John Heffernan   John Heffernan wanted to be lots of things when it came his time to morph into an adult. He wanted to be an inventor who designed things like a People-Making Machine, Hover-Boots or The Genius Thinking Cap. Instead, John went to university and did several degrees in all sorts of useless things like psychology and philosophy. Then he became a farmer with heaps of sheep and cows, horses and dogs, along with wombats, joeys, guinea pigs and giant jungle mice.
And then, one day, he morphed into an author, writing more than 20 booksabout horses and dogs, rats and pirates, kids in war, genius mice and mad scientists, ghosts and ghouls, as well as some serious books about growing up and families and trying to work out what life is all about.
John reckons it’s the best thing he ever did, inventing stories around whatever exciting ideas happen to leap into his head. Better than growing up, that’s for sure.
John has two websites: John Heffernan, and his Charlie Carter website, Charlie's Corner.
 
 
Sophie Masson   Sophie Masson: Born in Indonesia, of French parents, Sophie came to Australia with her family at the age of 5. All through her childhood years, the family went back and forth between Australia and France, so Sophie grew up between worlds, and between languages, something which has always influenced her work.
Sophie has published more than 50 books in Australia and internationally, for children, young adults and adults. Her books have been shortlisted for many awards.
In 2002 her alternative history/mystery novel, The Hand of Glory, won the YA section of the Aurealis Awards.
Her most recent novels are The Hunt for Ned Kelly (Scholastic 2010), The Phar Lap Mystery (Scholastic 2010), The Understudy's Revenge (Scholastic Feb 2011), and My Father's War (Scholastic April 2011). Forthcoming is The Boggle Hunters (Scholastic 2011).
Sophie has also written short stories, articles and reviews, which have appeared in many publications.
 
 
Michael Sharkey   Michael Sharkey has published, edited, reviewed and otherwise promoted poetry for more than 30 years. His most recent collections of poetry are History: Selected Poems 1978-2000 (2002) and The Sweeping Plain) (2007).  
He has worked in publishing and the public service and taught literature, writing and cultural history in universities in Australia and abroad.
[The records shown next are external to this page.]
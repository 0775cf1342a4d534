//! leguichet binary entry point

use anyhow::Result;

use leguichet::{LeGuichetServer, ServerConfig};

#[tokio::main]
async fn main() -> Result<()> {
    let config = ServerConfig::from_env();
    init_logging(&config);

    tracing::info!(
        version = env!("CARGO_PKG_VERSION"),
        "LeGuichet - Shor factoring service"
    );

    let server = LeGuichetServer::new(config)?;
    server.start().await?;

    Ok(())
}

/// Install the global tracing subscriber.
///
/// `RUST_LOG` wins over the configured level when set.
fn init_logging(config: &ServerConfig) {
    let filter = tracing_subscriber::EnvFilter::try_from_default_env()
        .unwrap_or_else(|_| tracing_subscriber::EnvFilter::new(&config.log_level));

    let subscriber = tracing_subscriber::fmt()
        .with_env_filter(filter)
        .with_writer(std::io::stderr)
        .finish();

    let _ = tracing::subscriber::set_global_default(subscriber);
}
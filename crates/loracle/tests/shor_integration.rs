// Integration tests for the oracle crate
//
// Exercises the public surface the way an embedding service does: initialize
// the runtime once, build a simulator from the handle, and drive rounds
// through the Factorer trait.

use loracle::{initialize, Factorer, OracleError, ShorSimulator, NO_FACTORS_SIGNAL};

fn factor_with_retries(sim: &mut ShorSimulator, number: u64) -> (u64, u64) {
    for _ in 0..100 {
        let (p, q) = sim.factor(number).expect("factorable input");
        if p > 1 && q > 1 && p * q == number {
            return (p, q);
        }
    }
    panic!("no valid pair for {} within 100 rounds", number);
}

#[test]
fn runtime_handle_drives_a_full_factoring_session() {
    let handle = initialize();
    let mut sim = ShorSimulator::with_seed(handle, 7);

    for number in [15u64, 21, 33, 35, 55, 77, 91, 143, 323, 437] {
        let (p, q) = factor_with_retries(&mut sim, number);
        assert_eq!(p * q, number, "pair must multiply back to {}", number);
        assert!(p > 1 && q > 1, "pair for {} must be non-trivial", number);
    }
}

#[test]
fn prime_inputs_surface_the_textual_contract() {
    let handle = initialize();
    let mut sim = ShorSimulator::new(handle);

    let err = sim.factor(7).expect_err("7 is prime");
    assert!(err.is_no_factors());
    // The rendered message is what foreign callers match on.
    assert!(err.to_string().contains(NO_FACTORS_SIGNAL));
    assert_eq!(err, OracleError::NoFactorsFound { number: 7 });
}
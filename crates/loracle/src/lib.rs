//! loracle - Factoring Oracle
//!
//! *L'Oracle* (The Oracle) - Simulated Shor factoring oracle behind a capability trait

#![warn(missing_docs)]
#![warn(unused_extern_crates)]

pub mod arithmetic;
pub mod error;
pub mod factorer;
pub mod runtime;
pub mod shor;

pub use error::{OracleError, NO_FACTORS_SIGNAL};
pub use factorer::Factorer;
pub use runtime::{initialize, initialize_with_capacity, RuntimeHandle};
pub use shor::ShorSimulator;
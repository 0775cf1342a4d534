//! Terminal outcomes and their response classification.

use serde_json::{json, Value};

/// Message returned when the oracle reports the input is prime.
pub const NOT_FACTORABLE_MESSAGE: &str = "The number is prime and cannot be factored.";

/// Message returned when the retry budget runs out.
pub const RETRIES_EXHAUSTED_MESSAGE: &str =
    "Unable to factor the number within the retry budget.";

/// Terminal outcome of one factoring request.
///
/// Created and discarded within a single request; nothing here is shared
/// across requests.
#[derive(Debug, Clone, PartialEq, Eq)]
pub enum FactorOutcome {
    /// A verified factor pair.
    Factored {
        /// First factor.
        p: u64,
        /// Second factor.
        q: u64,
        /// Product of the pair; equals the requested number.
        product: u64,
    },

    /// The oracle determined the input has no non-trivial factors.
    NotFactorable,

    /// The retry budget ran out before a valid pair was produced.
    RetriesExhausted,

    /// The oracle failed operationally.
    OracleError {
        /// Classified, user-facing message.
        message: String,
    },

    /// The request failed validation.
    InvalidInput {
        /// Classified, user-facing message.
        message: String,
    },
}

impl FactorOutcome {
    /// HTTP status code for this outcome.
    ///
    /// Caller mistakes and confirmed-prime inputs are 400-class; operational
    /// failures and budget exhaustion are 500-class.
    pub fn status_code(&self) -> u16 {
        match self {
            FactorOutcome::Factored { .. } => 200,
            FactorOutcome::NotFactorable | FactorOutcome::InvalidInput { .. } => 400,
            FactorOutcome::RetriesExhausted | FactorOutcome::OracleError { .. } => 500,
        }
    }

    /// Response body for this outcome.
    ///
    /// The caller never sees internal detail beyond the classified message.
    pub fn body(&self) -> Value {
        match self {
            FactorOutcome::Factored { p, q, product } => {
                json!({ "factors": [p, q], "product": product })
            }
            FactorOutcome::InvalidInput { message } => json!({ "error": message }),
            FactorOutcome::NotFactorable => json!({ "error": NOT_FACTORABLE_MESSAGE }),
            FactorOutcome::OracleError { message } => json!({ "error": message }),
            FactorOutcome::RetriesExhausted => json!({ "error": RETRIES_EXHAUSTED_MESSAGE }),
        }
    }

    /// Whether this outcome reports a verified factorization.
    #[must_use]
    pub fn is_success(&self) -> bool {
        matches!(self, FactorOutcome::Factored { .. })
    }
}
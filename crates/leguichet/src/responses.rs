//! Wire types for response bodies

use axum::http::StatusCode;
use axum::response::{IntoResponse, Response};
use axum::Json;
use serde::{Deserialize, Serialize};

use lefacteur::FactorOutcome;

/// Successful factoring response.
#[derive(Debug, Clone, Serialize, Deserialize)]
pub struct FactorResponse {
    /// The verified factor pair.
    pub factors: [u64; 2],

    /// Product of the pair; equals the requested number.
    pub product: u64,
}

/// Error response body shared by all failure outcomes.
#[derive(Debug, Clone, Serialize, Deserialize)]
pub struct ErrorResponse {
    /// Classified, user-facing message.
    pub error: String,
}

/// Response adapter for a terminal outcome.
///
/// Status and body come from the outcome classifier; this type only carries
/// them onto the wire.
#[derive(Debug, Clone)]
pub struct OutcomeResponse(
    /// Classified terminal outcome.
    pub FactorOutcome,
);

impl IntoResponse for OutcomeResponse {
    fn into_response(self) -> Response {
        let status = StatusCode::from_u16(self.0.status_code())
            .unwrap_or(StatusCode::INTERNAL_SERVER_ERROR);
        (status, Json(self.0.body())).into_response()
    }
}
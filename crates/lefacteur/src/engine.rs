//! Retry-aware engine coordinating oracle attempts.

use std::time::{Duration, Instant};

use tracing::{debug, error, warn};

use loracle::Factorer;

use crate::outcome::FactorOutcome;
use crate::request::FactorRequest;

/// Retry budget per request. A named constant, not caller-configurable.
pub const MAX_ATTEMPTS: usize = 50;

/// Report of one engine run.
#[derive(Debug, Clone)]
pub struct FactorRunReport {
    /// Terminal outcome.
    pub outcome: FactorOutcome,
    /// Oracle attempts consumed.
    pub attempts: usize,
}

/// Engine that invokes the oracle with bounded retry and verifies results.
///
/// Owns the oracle instance for the process: the underlying runtime is not
/// reentrant, so whoever holds the engine holds the oracle. All loop state is
/// local to one `run` call.
pub struct FactorEngine<F: Factorer> {
    oracle: F,
    timeout: Option<Duration>,
}

impl<F: Factorer> FactorEngine<F> {
    /// Create an engine around an oracle instance.
    pub fn new(oracle: F) -> Self {
        Self {
            oracle,
            timeout: None,
        }
    }

    /// Add a wall-clock budget for a whole run.
    ///
    /// A blocking oracle call cannot be preempted, so the budget is checked
    /// between attempts; exceeding it classifies as an oracle error.
    #[must_use]
    pub fn with_timeout(mut self, timeout: Duration) -> Self {
        self.timeout = Some(timeout);
        self
    }

    /// Execute one validated request to a terminal outcome.
    pub fn run(&mut self, request: &FactorRequest) -> FactorRunReport {
        let number = request.number;
        let start = Instant::now();
        let mut attempts = 0;

        while attempts < MAX_ATTEMPTS {
            if let Some(timeout) = self.timeout {
                if start.elapsed() >= timeout {
                    error!(
                        number,
                        attempts,
                        timeout_ms = timeout.as_millis() as u64,
                        "factoring timed out"
                    );
                    return FactorRunReport {
                        outcome: FactorOutcome::OracleError {
                            message: format!(
                                "factoring {} timed out after {} ms",
                                number,
                                timeout.as_millis()
                            ),
                        },
                        attempts,
                    };
                }
            }

            attempts += 1;

            match self.oracle.factor(number) {
                Err(err) if err.is_no_factors() => {
                    // A mathematical fact; retrying cannot change it.
                    debug!(number, attempts, "oracle reports input is not factorable");
                    return FactorRunReport {
                        outcome: FactorOutcome::NotFactorable,
                        attempts,
                    };
                }
                Err(err) => {
                    error!(number, attempts, error = %err, "oracle failed operationally");
                    return FactorRunReport {
                        outcome: FactorOutcome::OracleError {
                            message: err.to_string(),
                        },
                        attempts,
                    };
                }
                Ok((p, q)) if is_valid_pair(p, q, number) => {
                    debug!(number, p, q, attempts, "verified factor pair");
                    return FactorRunReport {
                        outcome: FactorOutcome::Factored {
                            p,
                            q,
                            product: number,
                        },
                        attempts,
                    };
                }
                Ok((p, q)) => {
                    // Expected recoverable case: the probabilistic oracle
                    // produced a spurious or partial pair.
                    debug!(number, p, q, attempts, "invalid pair from oracle, retrying");
                }
            }
        }

        warn!(number, attempts, "retry budget exhausted");
        FactorRunReport {
            outcome: FactorOutcome::RetriesExhausted,
            attempts,
        }
    }
}

/// A pair is valid when it multiplies back to the input exactly and neither
/// factor is trivial. The oracle is not trusted for either property.
fn is_valid_pair(p: u64, q: u64, number: u64) -> bool {
    p > 1 && q > 1 && p.checked_mul(q) == Some(number)
}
He has conducted poetry and writing workshops in most Australian states in a broad range of institutions as well as readings and seminars at festivals and summer schools in New Zealand, Ireland, England and Germany.
Michael is the chairman of the New England Writers Centre and has been a mentor for the Five Islands Press and Australian Poetry Centre Workshops at Wollongong and Bundanoon since 1999.
Michael was the editor of the Illustrated Treasury of Australian Humour (published by Oxford University Press, 1988). His biography of the poet & journalist David McKee Wright is due for publication in 2011.
 
 
Linda Jaivin   Linda Jaivin is the internationally best-selling author of six novels, including Eat Me, Infernal Optimist (shortlisted for the 2007 ASL Gold Medal) and A Most Immoral Woman.
She has also written a collection of essays, and the China memoir, The Monkey and the Dragon which offers, among other things, an intimate view of 2010 Nobel Peace Laureate Liu Xiaobo and the events on Tiananmen Square in 1989.
She has published countless essays and stories. In addition, Linda is a playwright, librettist and literary translator from Chinese.
Linda Jaivin is a Visiting Fellow at the School of Culture, History and Language of the ANU College of Asia and the Pacific.
 
 
Miles Merrill   Miles Merrill combines poetry with theatre, experimental audio, hip-hop beats, stand-up and political confrontation, flinging words in a rapid-fire onslaught of versified emotion. 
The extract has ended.